Edelman Urged To Overhaul Wal-Mart Flogs

Public Relations agency Edelman will likely need to completely overhaul its online blogging strategy for its large retail client Wal-Mart if it hopes to maintain its membership in the Word of Mouth Marketing Association.

Earlier this month, Edelman was placed on 90-days' probation with the organization, after the public relations firm acknowledged it was behind a series of flogs, or fake blogs, for Wal-Mart: Wal-Marting Across America, Paid Critics and Working Families for Wal-Mart.

Since being outed as the mastermind behind the ostensibly grassroots sites, Edelman has made minor changes to them. Entries that were previously anonymous now carry a first name; clicking on the name links to brief biographies that identify the contributors as Edelman employees who have Wal-Mart as a client, although there is no mention that Edelman is a public relations agency.

"This isn't really full disclosure," says B.L. Ochman, a blogging consultant who has been outspoken online in her criticism of Edelman's behavior. "Unless you're following this thing, or really know the PR world, you would have no idea who Edelman is."

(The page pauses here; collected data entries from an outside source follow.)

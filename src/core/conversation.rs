//! Conversation history for KisaanMitra.
//!
//! Handles:
//! - Bounded, newest-first message history
//! - Read-only search and agent filters

use std::collections::VecDeque;

use super::message::{Attribution, Message};
use crate::agent::AgentId;

/// Default history capacity.
pub const DEFAULT_HISTORY_CAPACITY: usize = 50;

/// Ordered message history, newest first.
///
/// Messages are only ever appended or bulk-cleared. Once capacity is reached,
/// each append drops the oldest entry from the tail.
#[derive(Debug, Clone)]
pub struct ConversationLog {
    messages: VecDeque<Message>,
    capacity: usize,
}

impl ConversationLog {
    /// Create an empty log with the default capacity.
    pub fn new() -> Self {
        Self::with_capacity(DEFAULT_HISTORY_CAPACITY)
    }

    /// Create an empty log holding at most `capacity` messages (minimum 1).
    pub fn with_capacity(capacity: usize) -> Self {
        let capacity = capacity.max(1);
        Self {
            messages: VecDeque::with_capacity(capacity),
            capacity,
        }
    }

    /// Insert a message at the head, evicting from the tail past capacity.
    pub fn append(&mut self, message: Message) {
        tracing::debug!(
            "History append: #{} ({}) from {}",
            message.id(),
            message.kind(),
            message
                .agent()
                .map(|a| a.to_string())
                .unwrap_or_else(|| "-".to_string())
        );

        self.messages.push_front(message);

        while self.messages.len() > self.capacity {
            if let Some(evicted) = self.messages.pop_back() {
                tracing::debug!("History evicted #{}", evicted.id());
            }
        }
    }

    /// Remove every message.
    pub fn clear(&mut self) {
        let removed = self.messages.len();
        self.messages.clear();
        tracing::debug!("History cleared ({} messages)", removed);
    }

    /// Snapshot of the history, newest first.
    pub fn all(&self) -> Vec<Message> {
        self.messages.iter().cloned().collect()
    }

    /// Messages whose content contains `keyword` (case-insensitive), newest first.
    pub fn search(&self, keyword: &str) -> Vec<Message> {
        let needle = keyword.trim().to_lowercase();
        if needle.is_empty() {
            return self.all();
        }

        self.messages
            .iter()
            .filter(|m| m.content().to_lowercase().contains(&needle))
            .cloned()
            .collect()
    }

    /// Messages attributed to (or addressed to) `agent`, newest first.
    pub fn by_agent(&self, agent: AgentId) -> Vec<Message> {
        self.messages
            .iter()
            .filter(|m| m.agent() == Some(Attribution::Agent(agent)))
            .cloned()
            .collect()
    }

    pub fn len(&self) -> usize {
        self.messages.len()
    }

    pub fn is_empty(&self) -> bool {
        self.messages.is_empty()
    }

    pub fn capacity(&self) -> usize {
        self.capacity
    }
}

impl Default for ConversationLog {
    fn default() -> Self {
        Self::new()
    }
}

#[cfg(test)]
mod tests {
    use super::*;
    use crate::core::message::Status;

    #[test]
    fn test_append_newest_first() {
        let mut log = ConversationLog::new();
        log.append(Message::user("one", None));
        log.append(Message::user("two", None));

        let all = log.all();
        assert_eq!(all.len(), 2);
        assert_eq!(all[0].content(), "two");
        assert_eq!(all[1].content(), "one");
    }

    #[test]
    fn test_capacity_evicts_oldest() {
        let mut log = ConversationLog::new();
        let mut ids = Vec::new();

        for i in 0..51 {
            let msg = Message::user(&format!("msg {}", i), None);
            ids.push(msg.id());
            log.append(msg);
            assert_eq!(log.len(), (i + 1).min(50));
        }

        let all = log.all();
        assert_eq!(all.len(), 50);
        // The very first message is gone; everything else stays in order
        assert!(all.iter().all(|m| m.id() != ids[0]));
        assert_eq!(all[0].id(), ids[50]);
        assert_eq!(all[49].id(), ids[1]);
        assert!(all.windows(2).all(|w| w[0].id() > w[1].id()));
    }

    #[test]
    fn test_clear() {
        let mut log = ConversationLog::with_capacity(3);
        log.append(Message::user("a", None));
        log.clear();
        assert!(log.is_empty());

        // Clearing an empty log is fine
        log.clear();
        assert!(log.all().is_empty());
    }

    #[test]
    fn test_search_and_filter_are_read_only() {
        let mut log = ConversationLog::new();
        log.append(Message::user("What is the wheat price?", Some(AgentId::Mia)));
        log.append(Message::agent_reply(AgentId::Mia, "Wheat is ₹2,275", Status::Success, 89));
        log.append(Message::agent_reply(AgentId::Cra, "Rain expected", Status::Warning, 84));

        let wheat = log.search("WHEAT");
        assert_eq!(wheat.len(), 2);

        let mia = log.by_agent(AgentId::Mia);
        assert_eq!(mia.len(), 2);
        assert_eq!(mia[0].kind(), crate::core::message::MessageKind::Agent);

        assert!(log.search("tractor").is_empty());
        assert_eq!(log.len(), 3);
    }

    #[test]
    fn test_zero_capacity_is_clamped() {
        let mut log = ConversationLog::with_capacity(0);
        log.append(Message::user("a", None));
        log.append(Message::user("b", None));
        assert_eq!(log.capacity(), 1);
        assert_eq!(log.all()[0].content(), "b");
    }
}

Agency CEO Richard Edelman may also be called to explain his comments in an interview with the IDG News Service, in which he claimed the only mistake his agency had made was that it was "insufficiently transparent about the identity of one of the two bloggers who went on that RV tour."

"If that's really what he thinks, then he just doesn't get it at all," Ochman says. "That's ridiculous."

In a pair of tangents to the ongoing affair, last week, agency head Richard Edelman ducked a scheduled appearance at a panel co-sponsored by his agency in Washington, D.C., "Politics, Democracy & the Internet," when activists from Wal-Mart Watch showed up handing out flyers headlined "The Wal-Mart Flog" and chronicling the firm's involvement in the debacle.

Furthermore, the agency failed to register the URL for Working Families for Wal-Mart, the front organization for Edelman's public relations efforts, which claims to be a client of the PR firm but is staffed by Edelman employees. Last week, the union-backed opposition organization, Wal-Mart Watch, registered the URL and put up its own parody site, which keeps the name but adds a question mark. A similar question mark hangs over Edelman's future in WOMMA.